Doch ihr Wissen hat auch bewirkt, dass die SchülerInnen großen Respekt vor den beiden ZeitzeugInnen haben. Und der verbietet es ihnen, zu unterbrechen, wenn Karaban sich in seinen Erinnerungen verliert, bis sogar der Dolmetscher kapituliert und schlicht nicht mehr übersetzt. Ein wirklicher Kontakt aber ergibt sich über einen Vortrag nicht. Teile sind spannend, andere nicht. Zwei Jungs beginnen sich demonstrativ zu räkeln.

Eigentlich hätte die Mädchen und Jungen besonders interessiert, wie es den beiden ZwangsarbeiterInnen damals ganz persönlich erging. Als sie selber noch Jugendliche waren, kaum älter als die Billstedter NeuntklässlerInnen heute, und ein Leben führen mussten, über das man in Geschichtsbüchern lesen kann. An was sie damals gedacht haben, wenn sie nachts nicht schlafen konnten, fragt Schülerin Alin schlicht. Sarah möchte wissen, ob die beiden heute noch von ihren Erlebnissen träumen.

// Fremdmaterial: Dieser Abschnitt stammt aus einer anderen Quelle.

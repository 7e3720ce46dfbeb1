use async_trait::async_trait;
use std::path::PathBuf;
use thiserror::Error;

use imageloops_critic::{Critique, CritiqueParseError};
use imageloops_storage::StoreError;

use crate::{ImageArtifact, ReplicateError};

/// Errors raised while producing an image
#[derive(Error, Debug)]
pub enum GenerationError {
    #[error("Image service error: {0}")]
    Service(#[from] ReplicateError),

    #[error("Image service returned no usable output")]
    EmptyOutput,

    #[error("Failed to store image: {0}")]
    Store(#[from] StoreError),

    #[error("Image generation failed: {0}")]
    Failed(String),
}

/// Errors raised while critiquing an image
#[derive(Error, Debug)]
pub enum CritiqueError {
    #[error("Cannot read artifact {}: {source}", .path.display())]
    UnreadableArtifact {
        path: PathBuf,
        source: std::io::Error,
    },

    #[error("Critic service error: {0}")]
    Service(#[from] ReplicateError),

    #[error("Critic service returned no usable output")]
    EmptyOutput,

    #[error("Unparseable critique: {0}")]
    Parse(#[from] CritiqueParseError),

    #[error("Critique failed: {0}")]
    Failed(String),
}

/// Turns a prompt into a persisted image
#[async_trait]
pub trait ImageProducer: Send + Sync {
    /// Human-readable name (e.g., the model identifier)
    fn name(&self) -> &str;

    async fn generate(&self, prompt: &str) -> Result<ImageArtifact, GenerationError>;
}

/// Scores an image against the prompt it should depict
#[async_trait]
pub trait ImageCritic: Send + Sync {
    /// Human-readable name (e.g., the model identifier)
    fn name(&self) -> &str;

    async fn critique(
        &self,
        artifact: &ImageArtifact,
        prompt: &str,
    ) -> Result<Critique, CritiqueError>;
}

Doch wie zuvor die SchülerInnen von dem Referat, wirken nun die ZeitzeugInnen von den persönlichen Fragen überrumpelt. Sie antworten, indem sie wieder Erlebnisse schildern. Und erzählen, wie sie sich damals ausgehungert auf das Essen stürzten, dass ihnen nach der Befreiung von den britischen Truppen angeboten worden war.

Eine Schülerin blickt hilfesuchend zu ihrem Klassenlehrer. Vergebens.